イートが誰だ?は、無理だろ、あの時一緒にいたのだから。嘘つくなら整合性をもう少し考慮しろよ。
「イートは、お前の仲間の魔王軍幹部だろ、バカ!」
「だから知らへんわ!一回で理解せぇ!」
「ハムちゃん、あなたは本当に裏切り者なんですか?」
レベッカは、悲しい顔でハムスターに質問した。
「違うねん。わいは、ほんまに何も知らんねん。」
こいつは、どこまでも嘘をつく気だな。こうなったらテレパシーで心を読んでやる。そうすれば一発だ。テレパシー。

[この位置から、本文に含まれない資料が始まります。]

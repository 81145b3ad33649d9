use crate::{
    AppState,
    auth::AuthUser,
    models::{
        CodeCheck, LoginRequest, NewUser, RegisterRequest, VerifyEmailRequest, is_e164,
        normalize_email,
    },
    password::{hash_password, verify_password},
    repository::RepositoryError,
    session::{Identity, Role, removal_cookies, session_cookie},
};
use axum::{
    Json,
    extract::State,
    http::{StatusCode, header},
    response::{AppendHeaders, IntoResponse, Response},
};
use chrono::{Duration, Utc};
use rand::Rng;

/// Minimum accepted password length at registration.
pub const MIN_PASSWORD_LEN: usize = 8;

/// How long a verification code stays usable after it is issued.
pub const VERIFICATION_CODE_TTL_MINUTES: i64 = 15;

/// Submissions allowed per issued code.
pub const MAX_VERIFICATION_ATTEMPTS: i32 = 5;

// --- Helpers ---

/// issue_session
///
/// Signs `identity` and returns it as the JSON body alongside the `Set-Cookie` header.
fn issue_session(
    state: &AppState,
    identity: Identity,
    status: StatusCode,
) -> Result<Response, StatusCode> {
    let token = state.gate.codec().encode(&identity).map_err(|e| {
        tracing::error!("failed to sign session: {:?}", e);
        StatusCode::INTERNAL_SERVER_ERROR
    })?;
    let cookie = session_cookie(token, state.config.secure_cookies());

    Ok((
        status,
        AppendHeaders([(header::SET_COOKIE, cookie.to_string())]),
        Json(identity),
    )
        .into_response())
}

fn verification_code() -> String {
    format!("{:06}", rand::thread_rng().gen_range(0..1_000_000))
}

// --- Handlers ---

/// register_user
///
/// [Public Route] Creates an account and signs the new user in.
///
/// Brokers may self-register; admins are provisioned out of band. When a phone number
/// is given the verification code is sent over WhatsApp in the background, and a failed
/// delivery never fails the registration.
#[utoipa::path(
    post,
    path = "/api/auth/register",
    request_body = RegisterRequest,
    responses(
        (status = 201, description = "Registered and signed in", body = Identity),
        (status = 400, description = "Invalid input"),
        (status = 409, description = "Email already registered"),
        (status = 500, description = "Account could not be stored")
    )
)]
pub async fn register_user(
    State(state): State<AppState>,
    Json(payload): Json<RegisterRequest>,
) -> Result<Response, StatusCode> {
    let email = normalize_email(&payload.email);
    let name = payload.name.trim().to_string();
    if !email.contains('@') || name.is_empty() {
        return Err(StatusCode::BAD_REQUEST);
    }
    if payload.password.chars().count() < MIN_PASSWORD_LEN {
        return Err(StatusCode::BAD_REQUEST);
    }

    let phone_e164 = payload
        .phone_e164
        .map(|p| p.trim().to_string())
        .filter(|p| !p.is_empty());
    if phone_e164.as_deref().is_some_and(|p| !is_e164(p)) {
        return Err(StatusCode::BAD_REQUEST);
    }

    let role = match payload.role.unwrap_or(Role::User) {
        Role::Admin => return Err(StatusCode::BAD_REQUEST),
        role => role,
    };

    if state.repo.find_user_by_email(&email).await.is_some() {
        return Err(StatusCode::CONFLICT);
    }

    let password_hash = hash_password(&payload.password).map_err(|e| {
        tracing::error!("{e}");
        StatusCode::INTERNAL_SERVER_ERROR
    })?;
    let code = verification_code();

    let record = state
        .repo
        .create_user(NewUser {
            email,
            name,
            phone_e164: phone_e164.clone(),
            role,
            password_hash,
            verification_code: code.clone(),
            verification_expires_at: Utc::now() + Duration::minutes(VERIFICATION_CODE_TTL_MINUTES),
        })
        .await
        .map_err(|e| match e {
            // Lost a race against a concurrent registration with the same email.
            RepositoryError::Conflict => StatusCode::CONFLICT,
            RepositoryError::Database(e) => {
                tracing::error!("create_user error: {:?}", e);
                StatusCode::INTERNAL_SERVER_ERROR
            }
        })?;

    tracing::info!(user_id = %record.id, role = %role, "user registered");

    if let Some(phone) = phone_e164 {
        let notifier = state.notifier.clone();
        let user_id = record.id;
        tokio::spawn(async move {
            let text = format!("Your verification code is {code}");
            if !notifier.send_text(&phone, &text).await {
                tracing::warn!(%user_id, "verification code was not delivered");
            }
        });
    }

    let identity = record
        .identity()
        .ok_or(StatusCode::INTERNAL_SERVER_ERROR)?;
    issue_session(&state, identity, StatusCode::CREATED)
}

/// login
///
/// [Public Route] Exchanges email + password for a session cookie.
///
/// Unknown email and wrong password are indistinguishable (both 401).
#[utoipa::path(
    post,
    path = "/api/auth/login",
    request_body = LoginRequest,
    responses(
        (status = 200, description = "Signed in", body = Identity),
        (status = 401, description = "Invalid credentials")
    )
)]
pub async fn login(
    State(state): State<AppState>,
    Json(payload): Json<LoginRequest>,
) -> Result<Response, StatusCode> {
    let email = normalize_email(&payload.email);
    let user = state
        .repo
        .find_user_by_email(&email)
        .await
        .ok_or(StatusCode::UNAUTHORIZED)?;

    let matches = verify_password(&payload.password, &user.password_hash).map_err(|e| {
        tracing::error!(user_id = %user.id, "{e}");
        StatusCode::INTERNAL_SERVER_ERROR
    })?;
    if !matches {
        tracing::debug!(user_id = %user.id, "password mismatch");
        return Err(StatusCode::UNAUTHORIZED);
    }

    let identity = user.identity().ok_or(StatusCode::INTERNAL_SERVER_ERROR)?;
    issue_session(&state, identity, StatusCode::OK)
}

/// logout
///
/// [Public Route] Clears the session cookie under every path it was ever scoped to.
#[utoipa::path(
    post,
    path = "/api/auth/logout",
    responses((status = 204, description = "Session cleared"))
)]
pub async fn logout(State(state): State<AppState>) -> impl IntoResponse {
    let cookies: Vec<_> = removal_cookies(&state.config.cookie_paths, state.config.secure_cookies())
        .into_iter()
        .map(|cookie| (header::SET_COOKIE, cookie.to_string()))
        .collect();

    (StatusCode::NO_CONTENT, AppendHeaders(cookies))
}

/// verify_email
///
/// [Authenticated Route] Confirms the six-digit code sent at registration for the
/// signed-in user and reissues the session with `verified = true`.
///
/// Every submission counts against the code, right or wrong. Past
/// [`MAX_VERIFICATION_ATTEMPTS`] the code is dead and the answer is 429.
#[utoipa::path(
    post,
    path = "/api/auth/verify-email",
    request_body = VerifyEmailRequest,
    responses(
        (status = 200, description = "Verified", body = Identity),
        (status = 400, description = "Wrong or expired code, or nothing to verify"),
        (status = 401, description = "No valid session"),
        (status = 429, description = "Too many attempts for this code")
    )
)]
pub async fn verify_email(
    State(state): State<AppState>,
    auth_user: AuthUser,
    Json(payload): Json<VerifyEmailRequest>,
) -> Result<Response, StatusCode> {
    let user = state
        .repo
        .record_verification_attempt(auth_user.id)
        .await
        .ok_or(StatusCode::BAD_REQUEST)?;

    match user.check_verification_code(
        payload.code.trim(),
        Utc::now(),
        MAX_VERIFICATION_ATTEMPTS,
    ) {
        CodeCheck::Accepted => {}
        CodeCheck::TooManyAttempts => {
            tracing::warn!(user_id = %user.id, "verification attempts exhausted");
            return Err(StatusCode::TOO_MANY_REQUESTS);
        }
        outcome => {
            tracing::debug!(user_id = %user.id, ?outcome, "verification code rejected");
            return Err(StatusCode::BAD_REQUEST);
        }
    }

    let user = state
        .repo
        .mark_verified(user.id)
        .await
        .ok_or(StatusCode::INTERNAL_SERVER_ERROR)?;

    tracing::info!(user_id = %user.id, "email verified");

    let identity = user.identity().ok_or(StatusCode::INTERNAL_SERVER_ERROR)?;
    issue_session(&state, identity, StatusCode::OK)
}

/// get_me
///
/// [Authenticated Route] Returns the current identity as stored, not as the cookie claims it.
#[utoipa::path(
    get,
    path = "/api/auth/me",
    responses(
        (status = 200, description = "Current identity", body = Identity),
        (status = 401, description = "No valid session")
    )
)]
pub async fn get_me(AuthUser { identity, .. }: AuthUser) -> Json<Identity> {
    Json(identity)
}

『なんでやねん、会うために必死に街中走り回ったっていうのに、何で裏切り者扱いされなあかんねん。マジでイートって誰やねん。』
ん?こいつ本当にイートを知らないのか?
「おい、イートの前に俺達を襲って来た魔物は何だ?これが答えられたら信じてやるよ」
「え?……何も襲ってきてへんやろ!答えられへん質問してくんな」
イートの前に盗賊ワシが襲ってきていたのだが……、そうか、こいつは本当に覚えてないんだな。ハムスターの記憶力というものを考慮してなかった。だったらさっきの俺達が裏切り者ってどういうことだ?
「じゃあ、俺達が裏切り者ってどういうことだ?」
「それは、お前らがこの国に来る道中、わいを道端に置いて行ったからや!わいはこの数日間、レベッカの匂いを頼りに、走り続けてたんや!ここを徹底的に謝ってもらうで」
「あ……」
そういえばそうだったー。完全にこいつを置いてきぼりにしたこと忘れていた。……でも、こいつには謝りたくない。そうだ!
「詩織やばいぞ」
俺は詩織に耳打ちして、話を始めた。
「どうしたの?」
「今回はどうも俺達が悪い感じだ、でも謝りたくない。俺は一度適当にはぐらかす。詩織も謝らない方法を考えといてくれ」
「分かったわ」
「いやー、お前が裏切り者だと思ってたから置いて行ったが、しかし裏切り者じゃないのなら良かった。また一緒に冒険しよう」
俺は、ハムスターに手を伸ばした。
「は?そんなんで許せるかい、ボケ!頭下げろや!」
ハムスターの小さな指は地面を指差した。
「面倒くさい、どっか行きなさい!」
「なんでやぁぁぁぁぁl!」
痺れを切らした詩織は、内野手の様にハムスターを掴み、投げ飛ばした。
「屑、これでばっちりね」
詩織は振り返って俺にグッドサインを送った。
このバカ!謝らなくてもいい方法とは言ったが、これはやりすぎだ。ハムスターが戻ってきたときは、きっとカンカンに憤慨してるに決まってる。
はぁー、こいつと共同作業にしたのが間違いだった。ブタマンの恋愛も始まりそうにないし、どうしたものかな?